Colin Loves Tractors Follow Colin's progress through treatment for a brain tumor

August 15, 2009


Colin has been at the center of a whirlwind of activity. He has continued to improve following the installation of the shunt. However, on Thursday morning, we noticed that his heartrate was unusually low (in the 50s). More alarmingly, it wouldn’t budge even with stimulation, such as moving, PT, suctioning, etc.

Even though there was a full MRI scheduled for the afternoon, he went for a stat CT scan in the morning. The imaging showed that his ventricles have decreased, which means that the shunt is working. Also, the pseudomeningocele by the old incision has not collected additional fluid, indicating that there is not excessive pressure in his head.

They also ordered up an EKG, which was performed but not interpreted. The general assumption was that there really was nothing wrong with his heart; there hasn’t been so far, and he’s had a number of EKGs before. Endocrinology weighed in that there is nothing under their purview that would cause the low and unresponsive heart rate.

Instead, we got a lot of looks indicating that the only logical cause of the change was a change in the tumor. This added extra weight to the already considerable anxiety about his MRI. The 3 pm MRI turned into a 5 pm MRI that was also late. With one thing and another, he wasn’t out of the test until after 7 pm.

The neurosurgery resident bopped in with a spring to his step. “The MRI looks good.”

On Friday morning, we heard even more good news: the area of suspected disease in the cervical spine appeared smaller on the imaging. If nothing else, this means that there was not “explosive” spread of disease. The news was a tremendous relief and served as permission to Mom to take Aidan on a Ronald McDonald House outing to New York Trapeze School.

As it turns out, this was a great adventure for Mom, but for Aidan… not so much. He ended up being the first one up the ladder. He bravely made his way to the top, then clung to the metal struts at the top and gradually melted into tears. They lowered him gently to the net and congratulated his bravery, but he was not anxious to make a return trip.

Aidan’s emotional collapse was pathetic, adorable, and genuine. At least in this one thing he had the ability to say no, succumb to fear, and descend into safety. In other areas, he has utterly lost this power.

For Aidan, the latest demonstration of his impotence is our decision to transfer Colin’s care to St. Jude Children’s Research Hospital in Memphis. While we had come to the realization that we needed to explore treatment options beyond NYU, we had not seriously considered taking him to Memphis. It seemed too far and the chemo too vague a treatment to travel such a far distance to pursue. From what we gathered, our next step had to be chemo, yet there is no clear idea on what protocol to use or what “works.”

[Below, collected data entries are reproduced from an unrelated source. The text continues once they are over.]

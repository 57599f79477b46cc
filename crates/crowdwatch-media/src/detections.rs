//! JSON-lines detection sidecar.
//!
//! One [`FrameDetections`] record per line, in ascending frame order. Frames
//! without a record have zero detections.

use std::path::{Path, PathBuf};

use crowdwatch_models::{FrameDetections, TrackedDetection};
use tokio::fs::File;
use tokio::io::{AsyncBufReadExt, BufReader, Lines};
use tracing::warn;

use crate::error::{MediaError, MediaResult};

/// Sequential reader matching sidecar records to frame indices.
pub struct DetectionSidecar {
    path: PathBuf,
    lines: Lines<BufReader<File>>,
    line_no: usize,
    pending: Option<FrameDetections>,
    exhausted: bool,
    malformed: u64,
}

impl DetectionSidecar {
    pub async fn open(path: &Path) -> MediaResult<Self> {
        if !path.exists() {
            return Err(MediaError::FileNotFound(path.to_path_buf()));
        }
        let file = File::open(path).await?;
        Ok(Self {
            path: path.to_path_buf(),
            lines: BufReader::new(file).lines(),
            line_no: 0,
            pending: None,
            exhausted: false,
            malformed: 0,
        })
    }

    /// Number of lines skipped because they did not parse.
    pub fn malformed_lines(&self) -> u64 {
        self.malformed
    }

    /// Detections of `frame`. Records for earlier frames are discarded.
    pub async fn detections_for(&mut self, frame: u64) -> MediaResult<Vec<TrackedDetection>> {
        loop {
            if let Some(record) = self.pending.take() {
                if record.frame == frame {
                    return Ok(record.detections);
                }
                if record.frame > frame {
                    self.pending = Some(record);
                    return Ok(Vec::new());
                }
            }
            match self.next_record().await? {
                Some(record) => self.pending = Some(record),
                None => return Ok(Vec::new()),
            }
        }
    }

    async fn next_record(&mut self) -> MediaResult<Option<FrameDetections>> {
        while !self.exhausted {
            let Some(line) = self.lines.next_line().await? else {
                self.exhausted = true;
                break;
            };
            self.line_no += 1;
            let trimmed = line.trim();
            if trimmed.is_empty() {
                continue;
            }
            match serde_json::from_str::<FrameDetections>(trimmed) {
                Ok(record) => return Ok(Some(record)),
                Err(e) => {
                    self.malformed += 1;
                    let err = MediaError::MalformedDetections(format!(
                        "{}:{}: {e}",
                        self.path.display(),
                        self.line_no
                    ));
                    warn!(error = %err, "Skipping detection record");
                }
            }
        }
        Ok(None)
    }
}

Even so, we felt it important to continue our communication with the team there. After all, even if it wasn’t right to go there now, it might be at some point. They asked if we would be available to speak with the oncologist, who opined that he was not convinced of the metastasis, based on the scans. Also, given that the delay in treatment resulted from complications unrelated to his condition (Colin passed the deadline for consideration in their protocol), they would be willing to make an exception for him and extended the offer for treatment.

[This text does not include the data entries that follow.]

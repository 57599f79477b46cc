//! Per-frame rule classifier.
//!
//! Available on every frame regardless of window fill state. Two scoring
//! modes are supported:
//!
//! - `threshold`: the running/rushing decision table over motion energy and
//!   flux of count
//! - `density_risk`: a continuous risk score from density-weighted motion

use crowdwatch_models::{ClassificationVerdict, FeatureVector, VerdictLabel};

use crate::config::{PipelineConfig, RuleMode};

/// Upper bound of the NORMAL band in density-risk mode.
pub const RISK_NORMAL_MAX: f64 = 2.5;

/// Upper bound of the WARNING_HIGH_ACTIVITY band in density-risk mode.
pub const RISK_WARNING_MAX: f64 = 5.0;

/// Inputs of the density-risk score for one frame.
#[derive(Debug, Clone, Copy, Default, PartialEq)]
pub struct RiskInput {
    /// Sum of motion magnitude weighted by density (or spread uniformly).
    pub weighted_motion: f64,
    /// Head count the weighted sum is divided by.
    pub count: f64,
}

impl RiskInput {
    pub fn new(weighted_motion: f64, count: f64) -> Self {
        Self {
            weighted_motion,
            count,
        }
    }

    /// `(Σ motion·density / max(count, 1)) * scale`
    pub fn score(&self, scale: f64) -> f64 {
        let risk = self.weighted_motion / self.count.max(1.0) * scale;
        if risk.is_finite() {
            risk.max(0.0)
        } else {
            0.0
        }
    }
}

#[derive(Debug, Clone)]
pub struct RuleBasedClassifier {
    mode: RuleMode,
    energy_threshold: f64,
    flux_threshold: f64,
    risk_scale: f64,
}

impl Default for RuleBasedClassifier {
    fn default() -> Self {
        Self {
            mode: RuleMode::Threshold,
            energy_threshold: 3.5,
            flux_threshold: 10.0,
            risk_scale: 10.0,
        }
    }
}

impl RuleBasedClassifier {
    pub fn new(mode: RuleMode, energy_threshold: f64, flux_threshold: f64, risk_scale: f64) -> Self {
        Self {
            mode,
            energy_threshold,
            flux_threshold,
            risk_scale,
        }
    }

    pub fn from_config(config: &PipelineConfig) -> Self {
        Self::new(
            config.rule_mode,
            config.energy_threshold,
            config.flux_threshold,
            config.risk_scale,
        )
    }

    pub fn mode(&self) -> RuleMode {
        self.mode
    }

    /// Classify one frame.
    ///
    /// `risk` is only consulted in density-risk mode; a missing input
    /// scores zero risk.
    pub fn classify(&self, features: &FeatureVector, risk: Option<&RiskInput>) -> ClassificationVerdict {
        match self.mode {
            RuleMode::Threshold => self.classify_thresholds(features),
            RuleMode::DensityRisk => {
                let score = risk.map(|r| r.score(self.risk_scale)).unwrap_or(0.0);
                ClassificationVerdict::rule(risk_label(score), score)
            }
        }
    }

    fn classify_thresholds(&self, features: &FeatureVector) -> ClassificationVerdict {
        let running = features.motion_energy > self.energy_threshold;
        let rushing = features.flux_of_count > self.flux_threshold;

        let label = match (running, rushing) {
            (true, true) => VerdictLabel::Panic,
            (true, false) => VerdictLabel::WarningHighSpeed,
            (false, true) => VerdictLabel::WarningSuddenInflux,
            (false, false) => VerdictLabel::Normal,
        };
        let score = (features.motion_energy / self.energy_threshold)
            .max(features.flux_of_count / self.flux_threshold);

        ClassificationVerdict::rule(label, score)
    }
}

/// Map a density-risk score onto its band.
pub fn risk_label(score: f64) -> VerdictLabel {
    if score > RISK_WARNING_MAX {
        VerdictLabel::Panic
    } else if score > RISK_NORMAL_MAX {
        VerdictLabel::WarningHighActivity
    } else {
        VerdictLabel::Normal
    }
}

#[cfg(test)]
mod tests {
    use super::*;

    fn frame(energy: f64, flux: f64) -> FeatureVector {
        FeatureVector::new(0, energy, flux)
    }

    #[test]
    fn test_decision_table() {
        let rules = RuleBasedClassifier::default();
        let cases = [
            ((4.0, 12.0), VerdictLabel::Panic),
            ((4.0, 3.0), VerdictLabel::WarningHighSpeed),
            ((1.0, 12.0), VerdictLabel::WarningSuddenInflux),
            ((1.0, 3.0), VerdictLabel::Normal),
        ];
        for ((e, f), expected) in cases {
            assert_eq!(rules.classify(&frame(e, f), None).label, expected, "({e}, {f})");
        }
    }

    #[test]
    fn test_thresholds_are_strict() {
        let rules = RuleBasedClassifier::default();
        let verdict = rules.classify(&frame(3.5, 10.0), None);
        assert_eq!(verdict.label, VerdictLabel::Normal);
        assert!((verdict.score - 1.0).abs() < 1e-12);
    }

    #[test]
    fn test_threshold_score_is_max_ratio() {
        let rules = RuleBasedClassifier::default();
        let verdict = rules.classify(&frame(7.0, 5.0), None);
        assert!((verdict.score - 2.0).abs() < 1e-12);
    }

    #[test]
    fn test_risk_bands() {
        let rules = RuleBasedClassifier::new(RuleMode::DensityRisk, 3.5, 10.0, 10.0);
        let f = frame(0.0, 0.0);

        let calm = rules.classify(&f, Some(&RiskInput::new(2.5, 10.0)));
        assert_eq!(calm.label, VerdictLabel::Normal);
        assert!((calm.score - 2.5).abs() < 1e-12);

        let busy = rules.classify(&f, Some(&RiskInput::new(4.0, 10.0)));
        assert_eq!(busy.label, VerdictLabel::WarningHighActivity);

        let crush = rules.classify(&f, Some(&RiskInput::new(6.0, 10.0)));
        assert_eq!(crush.label, VerdictLabel::Panic);
    }

    #[test]
    fn test_risk_count_floored_at_one() {
        assert!((RiskInput::new(0.3, 0.0).score(10.0) - 3.0).abs() < 1e-9);
        assert!((RiskInput::new(0.3, 0.5).score(10.0) - 3.0).abs() < 1e-9);
    }

    #[test]
    fn test_risk_mode_without_input_is_normal() {
        let rules = RuleBasedClassifier::new(RuleMode::DensityRisk, 3.5, 10.0, 10.0);
        let verdict = rules.classify(&frame(50.0, 50.0), None);
        assert_eq!(verdict.label, VerdictLabel::Normal);
        assert_eq!(verdict.score, 0.0);
    }
}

The treatment there will require a minimum of four months of chemo, possibly more. How the plan progresses depends on how he does, but the important point is that they have a clear idea of what to do now and how we should act depending on how the tumor responds to treatment.

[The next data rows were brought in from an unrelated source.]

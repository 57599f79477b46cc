//! Pretrained temporal panic model.

use std::path::Path;
use std::sync::Mutex;

use crowdwatch_models::FEATURE_CHANNELS;
use ort::session::builder::GraphOptimizationLevel;
use ort::session::Session;
use ort::value::{Tensor, Value};
use tracing::info;

use crate::error::{InferenceError, InferenceResult};
use crate::normalize::NormalizedWindow;

/// Default location of the exported sequence model.
pub const DEFAULT_SEQUENCE_MODEL: &str = "models/sequence/panic_lstm.onnx";

/// Inference-only model mapping a normalized `W×2` window to a probability.
pub trait SequenceModel: Send + Sync {
    /// Window length the model was trained on.
    fn window_size(&self) -> usize;

    fn predict(&self, window: &NormalizedWindow) -> InferenceResult<f64>;
}

/// ONNX export of the LSTM, input `[1, W, 2]`, output one sigmoid value.
pub struct OnnxSequenceModel {
    session: Mutex<Session>,
    output_name: String,
    window_size: usize,
}

impl OnnxSequenceModel {
    /// Load the model once; fails with `ModelUnavailable` for missing or
    /// corrupt weights.
    pub fn load(model_path: &Path, window_size: usize) -> InferenceResult<Self> {
        if !model_path.exists() {
            return Err(InferenceError::model_unavailable(format!(
                "sequence model not found at {}",
                model_path.display()
            )));
        }
        let model_bytes = std::fs::read(model_path).map_err(|e| {
            InferenceError::model_unavailable(format!("Failed to read model file: {e}"))
        })?;

        let session = Session::builder()
            .map_err(|e| InferenceError::model_unavailable(format!("Failed to create session builder: {e}")))?
            .with_optimization_level(GraphOptimizationLevel::Level3)
            .map_err(|e| InferenceError::model_unavailable(format!("Failed to set optimization level: {e}")))?
            .commit_from_memory(&model_bytes)
            .map_err(|e| InferenceError::model_unavailable(format!("Failed to load ONNX model: {e}")))?;

        let output_name = session
            .outputs
            .first()
            .map(|o| o.name.clone())
            .ok_or_else(|| InferenceError::model_unavailable("sequence model declares no outputs"))?;

        info!(
            model = %model_path.display(),
            window_size,
            output = %output_name,
            "Loaded sequence model"
        );

        Ok(Self {
            session: Mutex::new(session),
            output_name,
            window_size,
        })
    }
}

impl SequenceModel for OnnxSequenceModel {
    fn window_size(&self) -> usize {
        self.window_size
    }

    fn predict(&self, window: &NormalizedWindow) -> InferenceResult<f64> {
        if window.len() != self.window_size {
            return Err(InferenceError::malformed_window(format!(
                "model expects {} steps, got {}",
                self.window_size,
                window.len()
            )));
        }

        let shape = vec![1usize, self.window_size, FEATURE_CHANNELS];
        let input: Value = Tensor::from_array((shape, window.to_vec().into_boxed_slice()))
            .map(Value::from)
            .map_err(|e| InferenceError::numeric(format!("Failed to create tensor: {e}")))?;

        let mut session = self
            .session
            .lock()
            .map_err(|_| InferenceError::numeric("Session lock poisoned"))?;
        let outputs = session
            .run(ort::inputs![input])
            .map_err(|e| InferenceError::numeric(format!("ONNX inference failed: {e}")))?;
        let output = outputs
            .get(self.output_name.as_str())
            .ok_or_else(|| InferenceError::numeric("Missing sequence output tensor"))?;
        let (_, data) = output
            .try_extract_tensor::<f32>()
            .map_err(|e| InferenceError::numeric(format!("Failed to extract tensor: {e}")))?;

        let p = data
            .first()
            .copied()
            .ok_or_else(|| InferenceError::numeric("empty model output"))? as f64;
        check_probability(p)
    }
}

/// Accept only finite values in `[0, 1]`.
pub fn check_probability(p: f64) -> InferenceResult<f64> {
    if p.is_finite() && (0.0..=1.0).contains(&p) {
        Ok(p)
    } else {
        Err(InferenceError::numeric(format!(
            "model output {p} is not a probability"
        )))
    }
}

#[cfg(test)]
mod tests {
    use super::*;

    #[test]
    fn test_check_probability() {
        assert_eq!(check_probability(0.3).unwrap(), 0.3);
        assert!(check_probability(f64::NAN).is_err());
        assert!(check_probability(1.2).is_err());
        assert!(check_probability(-0.1).is_err());
    }

    #[test]
    fn test_missing_model_is_unavailable() {
        assert!(matches!(
            OnnxSequenceModel::load(Path::new("/nonexistent/panic_lstm.onnx"), 30),
            Err(InferenceError::ModelUnavailable(_))
        ));
    }

    #[test]
    #[ignore = "requires the exported sequence model"]
    fn test_exported_model_answers_probability() {
        use crate::normalize::Normalizer;
        use crate::window::SlidingWindow;
        use crowdwatch_models::FeatureVector;

        let model = OnnxSequenceModel::load(Path::new(DEFAULT_SEQUENCE_MODEL), 30).unwrap();
        let window = SlidingWindow::new(
            (0..30)
                .map(|t| FeatureVector::new(t, t as f64 / 3.0, (t % 4) as f64))
                .collect(),
        );
        let normalized = Normalizer::default().normalize(&window).unwrap();
        let p = model.predict(&normalized).unwrap();
        assert!((0.0..=1.0).contains(&p));
    }
}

There is no doubt that St. Jude is the major center for ependymoma here in United States, probably the world. Whereas we are unusual in the RMDH here (Dad described meeting another ependymoma parent in the sea of neuroblastoma as “aliens” meeting unexpectedly), we will find other ependymoma parents in Memphis. The aliens will be traveling to Mars, where Martian doctors know how to handle their specific medical problems.

Perhaps one of the most compelling aspects medically is that the doctors there do not believe that harsher chemo is more useful for patients like Colin and have designed a regimen that is better tolerated. This is really intended to help children get old enough to better withstand radiation, not avoid it altogether.

All of this appeals to us intellectually, based on the research we have done on ependymoma and the relative success of various treatments. We wouldn’t be comfortable not doing radiation at all, and embarking on a difficult chemo course would only serve to add to his travails rather than be medically useful.

Given the focus of research (specific chemo protocols, trial options), we did not sufficiently appreciate the totality of what St. Jude offers. The facilities are quite beautiful and they offer free housing to families. The cost of travel is also included, with certain restrictions. Although this was not the basis for our decision, it is certainly all helpful in allowing us to create a more normal environment for our family while we are in Memphis.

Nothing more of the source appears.